En el caso de Baja California Sur, la Contraloría General del Estado, a través del Artículo 40 de la Ley de Obras Públicas y Servicios Relacionados para el Estado y los Municipios, marca los topes de una manera general para las asignaciones, donde se muestran mediante tablas cuales son los montos que se requieren para poder decidir si una obra se licitará públicamente, si se invitará a cuanto menos a tres empresas o si se adjudicará de manera directa. Si una obra no pasa de un monto de 844,990.00 pesos sin IVA, dicha obra se puede asignar a quién el Estado considere que reúne los requisitos indispensables para la ejecución de la misma; si la obra va desde los 844,990.00 hasta los 2 534,700.00 pesos, se pude realizar mediante la modalidad de Invitación Restringida, esto tomando en cuenta al menos a tres compañías; por último, si la obra sobrepasa los 2 534,700.00 pesos, la dependencia contratante está obligada a realizar una licitación pública abierta a todas las persona interesadas.

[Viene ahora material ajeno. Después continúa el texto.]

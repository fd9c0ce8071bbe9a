use failure::Fail;
use geojson::Error as GeoJsonError;
use serde::{Deserialize, Serialize};

use std::fmt;
use std::io;
use std::str::FromStr;

use log::info;

/// Latitude/longitude pair in decimal degrees.
#[derive(Debug, Clone, Copy, PartialEq, Serialize, Deserialize)]
pub struct Coordinate {
    pub lat: f64,
    pub lng: f64,
}

impl Coordinate {
    #[inline]
    pub fn new(lat: f64, lng: f64) -> Coordinate {
        Coordinate { lat, lng }
    }

    pub fn is_in_range(&self) -> bool {
        self.lat.is_finite()
            && self.lng.is_finite()
            && self.lat >= -90.0
            && self.lat <= 90.0
            && self.lng >= -180.0
            && self.lng <= 180.0
    }

    #[inline]
    pub fn is_null_island(&self) -> bool {
        self.lat == 0.0 && self.lng == 0.0
    }
}

// geo works in (x, y) = (longitude, latitude).
impl From<Coordinate> for geo::Point<f64> {
    fn from(coordinate: Coordinate) -> geo::Point<f64> {
        geo::Point::from((coordinate.lng, coordinate.lat))
    }
}

impl From<geo::Point<f64>> for Coordinate {
    fn from(point: geo::Point<f64>) -> Coordinate {
        Coordinate::new(point.y(), point.x())
    }
}

#[derive(Debug, Clone, Copy, PartialEq, Eq, Hash, Serialize, Deserialize)]
#[serde(rename_all = "lowercase")]
pub enum SpotStatus {
    Available,
    Occupied,
    Booked,
}

impl SpotStatus {
    pub fn as_str(&self) -> &'static str {
        match self {
            SpotStatus::Available => "available",
            SpotStatus::Occupied => "occupied",
            SpotStatus::Booked => "booked",
        }
    }
}

impl fmt::Display for SpotStatus {
    fn fmt(&self, f: &mut fmt::Formatter) -> fmt::Result {
        f.write_str(self.as_str())
    }
}

impl FromStr for SpotStatus {
    type Err = CatalogError;

    fn from_str(value: &str) -> Result<SpotStatus, CatalogError> {
        match value.trim().to_lowercase().as_str() {
            "available" => Ok(SpotStatus::Available),
            "occupied" => Ok(SpotStatus::Occupied),
            "booked" => Ok(SpotStatus::Booked),
            _ => Err(CatalogError::UnknownStatus(value.to_owned())),
        }
    }
}

/// Two valued fee indicator. Source data writes "no" for free spots.
#[derive(Debug, Clone, Copy, PartialEq, Eq, Hash, Serialize, Deserialize)]
#[serde(rename_all = "lowercase")]
pub enum Fee {
    Free,
    Paid,
}

impl Fee {
    pub fn from_tag(tag: &str) -> Fee {
        match tag.trim().to_lowercase().as_str() {
            "no" | "free" => Fee::Free,
            _ => Fee::Paid,
        }
    }

    pub fn as_str(&self) -> &'static str {
        match self {
            Fee::Free => "free",
            Fee::Paid => "paid",
        }
    }

    /// The "no"/"yes" tag of the source data.
    pub fn source_tag(&self) -> &'static str {
        match self {
            Fee::Free => "no",
            Fee::Paid => "yes",
        }
    }
}

impl fmt::Display for Fee {
    fn fmt(&self, f: &mut fmt::Formatter) -> fmt::Result {
        f.write_str(self.as_str())
    }
}

#[derive(Debug, Clone, PartialEq, Serialize, Deserialize)]
pub struct ParkingSpot {
    pub name: String,
    pub location: Coordinate,
    pub spot_type: String,
    pub fee: Fee,
    pub access: String,
    pub status: SpotStatus,
}

impl ParkingSpot {
    /**
     * Builds a spot, checking the catalog invariants: a real location and
     * non-empty tags.
     */
    pub fn new(
        name: &str,
        location: Coordinate,
        spot_type: &str,
        fee: Fee,
        access: &str,
        status: SpotStatus,
    ) -> Result<ParkingSpot, InvalidSpot> {
        if name.trim().is_empty() {
            return Err(InvalidSpot::EmptyField("name"));
        }
        if spot_type.trim().is_empty() {
            return Err(InvalidSpot::EmptyField("type"));
        }
        if access.trim().is_empty() {
            return Err(InvalidSpot::EmptyField("access"));
        }
        if !location.is_in_range() {
            return Err(InvalidSpot::OutOfRange(location));
        }
        if location.is_null_island() {
            return Err(InvalidSpot::NullLocation);
        }

        Ok(ParkingSpot {
            name: name.trim().to_owned(),
            location,
            spot_type: spot_type.trim().to_owned(),
            fee,
            access: access.trim().to_owned(),
            status,
        })
    }
}

#[derive(Debug, Clone, PartialEq, Fail)]
pub enum InvalidSpot {
    #[fail(display = "empty {}", _0)]
    EmptyField(&'static str),
    #[fail(display = "coordinates out of range: {:?}", _0)]
    OutOfRange(Coordinate),
    #[fail(display = "location is (0, 0)")]
    NullLocation,
}

#[derive(Debug, Fail)]
pub enum CatalogError {
    #[fail(display = "Invalid spot at row {}: {}", row, reason)]
    InvalidSpot { row: usize, reason: InvalidSpot },
    #[fail(display = "Unknown status: {}", _0)]
    UnknownStatus(String),
    #[fail(display = "Unknown spot: {}", _0)]
    UnknownSpot(String),
    #[fail(display = "GeoJSON error: {}", _0)]
    GeoJson(GeoJsonError),
    #[fail(display = "Feature collection not found")]
    FeatureCollectionNotFound,
    #[fail(display = "Feature {} is not a point", _0)]
    NotAPoint(usize),
    #[fail(display = "Invalid property: {}", _0)]
    InvalidProperty(serde_json::Value),
    #[fail(display = "Missing property '{}' in feature {}", property, row)]
    MissingProperty { row: usize, property: &'static str },
    #[fail(display = "Csv error: {}", _0)]
    Csv(csv::Error),
    #[fail(display = "Snapshot error: {}", _0)]
    Snapshot(bincode::Error),
    #[fail(display = "I/O error: {}", _0)]
    Io(io::Error),
}

impl From<GeoJsonError> for CatalogError {
    fn from(err: GeoJsonError) -> CatalogError {
        info!("Error parsing geo-json: {}", err);
        CatalogError::GeoJson(err)
    }
}

impl From<csv::Error> for CatalogError {
    fn from(err: csv::Error) -> CatalogError {
        CatalogError::Csv(err)
    }
}

impl From<bincode::Error> for CatalogError {
    fn from(err: bincode::Error) -> CatalogError {
        CatalogError::Snapshot(err)
    }
}

impl From<io::Error> for CatalogError {
    fn from(err: io::Error) -> CatalogError {
        CatalogError::Io(err)
    }
}

#[cfg(test)]
mod tests {
    use super::*;
    use assert_matches::assert_matches;

    #[test]
    fn it_should_read_the_fee_tag() {
        assert_eq!(Fee::from_tag("no"), Fee::Free);
        assert_eq!(Fee::from_tag("Free"), Fee::Free);
        assert_eq!(Fee::from_tag("yes"), Fee::Paid);
        assert_eq!(Fee::from_tag("customers"), Fee::Paid);
        assert_eq!(Fee::from_tag(Fee::Free.source_tag()), Fee::Free);
        assert_eq!(Fee::Paid.source_tag(), "yes");
    }

    #[test]
    fn it_should_parse_statuses() {
        assert_eq!("available".parse::<SpotStatus>().unwrap(), SpotStatus::Available);
        assert_eq!(" Booked ".parse::<SpotStatus>().unwrap(), SpotStatus::Booked);
        assert_matches!("parked".parse::<SpotStatus>(), Err(CatalogError::UnknownStatus(_)));
    }

    #[test]
    fn it_should_reject_a_spot_at_null_island() {
        let result = ParkingSpot::new(
            "Nowhere",
            Coordinate::new(0.0, 0.0),
            "surface",
            Fee::Free,
            "permissive",
            SpotStatus::Available,
        );
        assert_matches!(result, Err(InvalidSpot::NullLocation));
    }

    #[test]
    fn it_should_reject_empty_tags() {
        let result = ParkingSpot::new(
            "Cubbon Park Parking",
            Coordinate::new(12.976231, 77.590674),
            " ",
            Fee::Free,
            "permissive",
            SpotStatus::Available,
        );
        assert_matches!(result, Err(InvalidSpot::EmptyField("type")));
    }

    #[test]
    fn it_should_reject_out_of_range_coordinates() {
        let result = ParkingSpot::new(
            "Somewhere",
            Coordinate::new(91.0, 77.0),
            "surface",
            Fee::Free,
            "permissive",
            SpotStatus::Available,
        );
        assert_matches!(result, Err(InvalidSpot::OutOfRange(_)));
    }

    #[test]
    fn it_should_convert_to_geo_points_as_lng_lat() {
        let point: geo::Point<f64> = Coordinate::new(12.97, 77.59).into();
        assert_eq!(point.x(), 77.59);
        assert_eq!(point.y(), 12.97);
        assert_eq!(Coordinate::from(point), Coordinate::new(12.97, 77.59));
    }
}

Tomando en cuenta las malas experiencias de los “arreglos” en las licitaciones públicas de Petróleos Mexicanos (Pemex), cuando se simuló una licitación para el contrato de equipo de cómputo; así como el caso de Sedesol, donde supuestamente se contrató a instituciones educativas para realizar estudios sobre la situación económica de México; y también en Veracruz, Estado que contrató a empresas fantasmas para realizar servicios que no se llevaban a cabo; esto nos lleva a preguntarnos, ¿realmente hacen su trabajo las auditorias y contralorías respectiva?, o mejor dicho, ¿qué tanto responden los Ministerios Públicos?, si es que éstos realizan su trabajo. La corrupción le cuesta al país pérdidas millonarias, pero indudablemente, el tema de las licitaciones es el terreno propicio para fomentarla. En el futuro tenemos que aprender a dar contratos de obras a empresas honestas, para que las compañías constructoras de todo la República tengan la certeza que no existen ¨arreglos¨ con constructoras “a modo”.